[Exercise data]
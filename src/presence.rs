//! Presence tracking for remote cursor visibility.
//!
//! Presence is ephemeral and lossy by design: it is broadcast on its own
//! channel, never persisted, never retried, and entries simply age out when a
//! peer goes silent. Nothing here touches the document.

use std::collections::HashMap;
use std::time::{Duration, Instant};

use serde::{Deserialize, Serialize};
use uuid::Uuid;

use crate::document::RoomId;

/// Entries not refreshed within this window are purged by the sweep, which
/// covers silent disconnects as well as lost leave events.
pub const STALE_TIMEOUT: Duration = Duration::from_secs(5);

/// Minimum spacing between outgoing move broadcasts (~20/s).
pub const MOVE_MIN_INTERVAL: Duration = Duration::from_millis(50);

/// Unique identifier for a participating user.
#[derive(Debug, Clone, Copy, PartialEq, Eq, Hash, Serialize, Deserialize)]
pub struct UserId(pub Uuid);

impl UserId {
    pub fn new() -> Self {
        Self(Uuid::new_v4())
    }
}

impl Default for UserId {
    fn default() -> Self {
        Self::new()
    }
}

impl std::fmt::Display for UserId {
    fn fmt(&self, f: &mut std::fmt::Formatter<'_>) -> std::fmt::Result {
        write!(f, "{}", self.0)
    }
}

/// Cursor position in canvas coordinates.
#[derive(Debug, Clone, Copy, PartialEq, Serialize, Deserialize)]
pub struct Position {
    pub x: f64,
    pub y: f64,
}

impl Position {
    pub fn new(x: f64, y: f64) -> Self {
        Self { x, y }
    }
}

/// Display identity announced on join.
#[derive(Debug, Clone, PartialEq, Serialize, Deserialize)]
pub struct UserIdentity {
    pub name: String,
    pub color: String,
}

/// Presence message types for the network protocol.
#[derive(Debug, Clone, Serialize, Deserialize)]
pub enum PresenceMessage {
    /// User joined the room.
    Join {
        room: RoomId,
        user: UserId,
        name: String,
        color: String,
    },
    /// Pointer moved.
    Move { user: UserId, x: f64, y: f64 },
    /// User leaving gracefully.
    Leave { user: UserId },
    /// Request all peers to announce themselves (on connect).
    RequestAll,
}

/// One remote user's live cursor state.
#[derive(Debug, Clone)]
pub struct PresenceEntry {
    pub user: UserId,
    pub name: String,
    pub color: String,
    pub position: Position,
    pub last_update: Instant,
}

/// Owned table of remote presence entries with explicit lifecycle:
/// join / refresh / sweep / leave.
#[derive(Debug)]
pub struct PresenceTracker {
    local_user: UserId,
    entries: HashMap<UserId, PresenceEntry>,
    timeout: Duration,
}

impl PresenceTracker {
    pub fn new(local_user: UserId) -> Self {
        Self::with_timeout(local_user, STALE_TIMEOUT)
    }

    pub fn with_timeout(local_user: UserId, timeout: Duration) -> Self {
        Self {
            local_user,
            entries: HashMap::new(),
            timeout,
        }
    }

    pub fn local_user(&self) -> UserId {
        self.local_user
    }

    /// Apply one incoming presence message. Our own echoes are ignored.
    pub fn apply(&mut self, msg: &PresenceMessage, now: Instant) {
        match msg {
            PresenceMessage::Join {
                user, name, color, ..
            } => {
                if *user == self.local_user {
                    return;
                }
                self.entries.insert(
                    *user,
                    PresenceEntry {
                        user: *user,
                        name: name.clone(),
                        color: color.clone(),
                        position: Position::new(0.0, 0.0),
                        last_update: now,
                    },
                );
            }
            PresenceMessage::Move { user, x, y } => {
                if *user == self.local_user {
                    return;
                }
                // A move may arrive before the join; show the cursor anyway
                // and fill in identity when the join lands.
                let entry = self.entries.entry(*user).or_insert_with(|| PresenceEntry {
                    user: *user,
                    name: String::new(),
                    color: String::new(),
                    position: Position::new(*x, *y),
                    last_update: now,
                });
                entry.position = Position::new(*x, *y);
                entry.last_update = now;
            }
            PresenceMessage::Leave { user } => {
                self.entries.remove(user);
            }
            PresenceMessage::RequestAll => {}
        }
    }

    /// Purge entries not refreshed within the timeout window. Returns the
    /// users that were evicted.
    pub fn sweep(&mut self, now: Instant) -> Vec<UserId> {
        let timeout = self.timeout;
        let evicted: Vec<UserId> = self
            .entries
            .values()
            .filter(|e| now.duration_since(e.last_update) > timeout)
            .map(|e| e.user)
            .collect();
        for user in &evicted {
            self.entries.remove(user);
        }
        evicted
    }

    /// All live remote cursors, for rendering.
    pub fn active(&self) -> impl Iterator<Item = &PresenceEntry> {
        self.entries.values()
    }

    pub fn contains(&self, user: UserId) -> bool {
        self.entries.contains_key(&user)
    }

    pub fn count(&self) -> usize {
        self.entries.len()
    }
}

/// Client-side rate limiter for outgoing move broadcasts. Blocked moves are
/// dropped, never queued: presence is best-effort.
#[derive(Debug)]
pub struct MoveThrottle {
    min_interval: Duration,
    last_sent: Option<Instant>,
}

impl MoveThrottle {
    pub fn new(min_interval: Duration) -> Self {
        Self {
            min_interval,
            last_sent: None,
        }
    }

    /// Whether a move may be sent now; records the send if allowed.
    pub fn allow(&mut self, now: Instant) -> bool {
        match self.last_sent {
            Some(last) if now.duration_since(last) < self.min_interval => false,
            _ => {
                self.last_sent = Some(now);
                true
            }
        }
    }
}

impl Default for MoveThrottle {
    fn default() -> Self {
        Self::new(MOVE_MIN_INTERVAL)
    }
}
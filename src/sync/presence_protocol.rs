//! Lightweight presence protocol for remote cursor broadcast.
//!
//! Uses ALPN "canvasync/presence/1" over iroh connections, separate from the
//! document relay: presence is ephemeral and high-frequency, and a dropped
//! cursor update must never delay a document op.

use std::future::Future;
use std::sync::Arc;

use anyhow::Result;
use iroh::endpoint::Connection;
use iroh::protocol::{AcceptError, ProtocolHandler};
use tokio::io::{AsyncReadExt, AsyncWriteExt};
use tokio::sync::{broadcast, mpsc, RwLock};

use crate::presence::{PresenceMessage, UserId};

/// Protocol identifier for presence sync.
pub const PRESENCE_ALPN: &[u8] = b"canvasync/presence/1";

/// Presence protocol handler for iroh.
#[derive(Clone)]
pub struct PresenceProtocol {
    inner: Arc<PresenceInner>,
}

impl std::fmt::Debug for PresenceProtocol {
    fn fmt(&self, f: &mut std::fmt::Formatter<'_>) -> std::fmt::Result {
        f.debug_struct("PresenceProtocol").finish()
    }
}

struct PresenceInner {
    local_user: UserId,
    /// Our join announcement, replayed to peers that ask via RequestAll.
    announce: RwLock<Option<PresenceMessage>>,
    /// Fan-out to every live connection.
    outgoing_tx: broadcast::Sender<PresenceMessage>,
    /// Channel to the sync loop for incoming presence.
    incoming_tx: mpsc::Sender<PresenceMessage>,
}

impl PresenceProtocol {
    /// Protocol identifier.
    pub const ALPN: &'static [u8] = PRESENCE_ALPN;

    pub fn new(local_user: UserId, incoming_tx: mpsc::Sender<PresenceMessage>) -> Self {
        let (outgoing_tx, _) = broadcast::channel(64);
        Self {
            inner: Arc::new(PresenceInner {
                local_user,
                announce: RwLock::new(None),
                outgoing_tx,
                incoming_tx,
            }),
        }
    }

    pub fn local_user(&self) -> UserId {
        self.inner.local_user
    }

    /// Broadcast a presence message to all connected peers. Join messages are
    /// also remembered as our announcement.
    pub fn broadcast(&self, msg: PresenceMessage) {
        if matches!(msg, PresenceMessage::Join { .. }) {
            if let Ok(mut guard) = self.inner.announce.try_write() {
                *guard = Some(msg.clone());
            }
        }
        let _ = self.inner.outgoing_tx.send(msg);
    }

    /// Notify peers we are leaving.
    pub fn broadcast_leave(&self) {
        let _ = self.inner.outgoing_tx.send(PresenceMessage::Leave {
            user: self.inner.local_user,
        });
    }

    /// Handle incoming connection (as acceptor).
    async fn handle_peer(&self, conn: Connection) -> Result<()> {
        let (mut send, mut recv) = conn.accept_bi().await?;
        self.run_presence_sync(&mut send, &mut recv).await
    }

    /// Run the presence loop as initiator.
    pub async fn run_presence_loop(&self, conn: Connection) -> Result<()> {
        let (mut send, mut recv) = conn.open_bi().await?;
        self.run_presence_sync(&mut send, &mut recv).await
    }

    /// Reads and writes run as separate halves so a frame read is never
    /// abandoned partway; the read half routes announce replies to the write
    /// half over a channel.
    async fn run_presence_sync<S, R>(&self, send: &mut S, recv: &mut R) -> Result<()>
    where
        S: AsyncWriteExt + Unpin,
        R: AsyncReadExt + Unpin,
    {
        let mut outgoing_rx = self.inner.outgoing_tx.subscribe();
        let (reply_tx, mut reply_rx) = mpsc::channel::<PresenceMessage>(16);

        // Ask the peer to announce itself, and announce ourselves unprompted.
        send_presence_msg(send, &PresenceMessage::RequestAll).await?;
        if let Some(announce) = self.inner.announce.read().await.as_ref() {
            send_presence_msg(send, announce).await?;
        }

        let write_half = async {
            loop {
                tokio::select! {
                    reply = reply_rx.recv() => {
                        match reply {
                            Some(msg) => send_presence_msg(send, &msg).await?,
                            None => break,
                        }
                    }
                    result = outgoing_rx.recv() => {
                        match result {
                            Ok(msg) => {
                                send_presence_msg(send, &msg).await?;
                            }
                            Err(broadcast::error::RecvError::Closed) => break,
                            Err(broadcast::error::RecvError::Lagged(_)) => {
                                // Dropped some updates; presence is lossy, just
                                // re-announce so the peer still knows who we are.
                                if let Some(announce) = self.inner.announce.read().await.as_ref() {
                                    send_presence_msg(send, announce).await?;
                                }
                            }
                        }
                    }
                }
            }
            Ok::<_, anyhow::Error>(())
        };

        let read_half = async {
            loop {
                let msg = match recv_presence_msg(recv).await {
                    Ok(msg) => msg,
                    Err(_) => break, // Connection closed
                };
                if matches!(msg, PresenceMessage::RequestAll) {
                    if let Some(announce) = self.inner.announce.read().await.as_ref() {
                        let _ = reply_tx.send(announce.clone()).await;
                    }
                    continue;
                }
                let _ = self.inner.incoming_tx.send(msg).await;
            }
            Ok::<_, anyhow::Error>(())
        };

        tokio::select! {
            result = write_half => result,
            result = read_half => result,
        }
    }
}

impl ProtocolHandler for PresenceProtocol {
    fn accept(&self, conn: Connection) -> impl Future<Output = Result<(), AcceptError>> + Send {
        let this = self.clone();
        async move {
            this.handle_peer(conn).await.map_err(|e| {
                AcceptError::from_err(std::io::Error::other(e.to_string()))
            })
        }
    }
}

/// Send a presence message (length-prefixed msgpack).
async fn send_presence_msg<W: AsyncWriteExt + Unpin>(
    writer: &mut W,
    msg: &PresenceMessage,
) -> Result<()> {
    let data = rmp_serde::to_vec(msg)?;
    let len = data.len() as u32;
    writer.write_all(&len.to_le_bytes()).await?;
    writer.write_all(&data).await?;
    writer.flush().await?;
    Ok(())
}

/// Receive a presence message.
async fn recv_presence_msg<R: AsyncReadExt + Unpin>(
    reader: &mut R,
) -> Result<PresenceMessage> {
    let mut len_bytes = [0u8; 4];
    reader.read_exact(&mut len_bytes).await?;
    let len = u32::from_le_bytes(len_bytes) as usize;

    let mut data = vec![0u8; len];
    reader.read_exact(&mut data).await?;

    Ok(rmp_serde::from_slice(&data)?)
}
[/Exercise data]
■ **Task to carry out**
When you reach the line that contains "pub const MOVE_MIN_INTERVAL: Duration", stop; output it and every line before it from the start of the data, exactly as written.

■ **Result**
filename src/presence.rs
//! Presence tracking for remote cursor visibility.
//!
//! Presence is ephemeral and lossy by design: it is broadcast on its own
//! channel, never persisted, never retried, and entries simply age out when a
//! peer goes silent. Nothing here touches the document.

use std::collections::HashMap;
use std::time::{Duration, Instant};

use serde::{Deserialize, Serialize};
use uuid::Uuid;

use crate::document::RoomId;

/// Entries not refreshed within this window are purged by the sweep, which
/// covers silent disconnects as well as lost leave events.
pub const STALE_TIMEOUT: Duration = Duration::from_secs(5);

/// Minimum spacing between outgoing move broadcasts (~20/s).
pub const MOVE_MIN_INTERVAL: Duration = Duration::from_millis(50);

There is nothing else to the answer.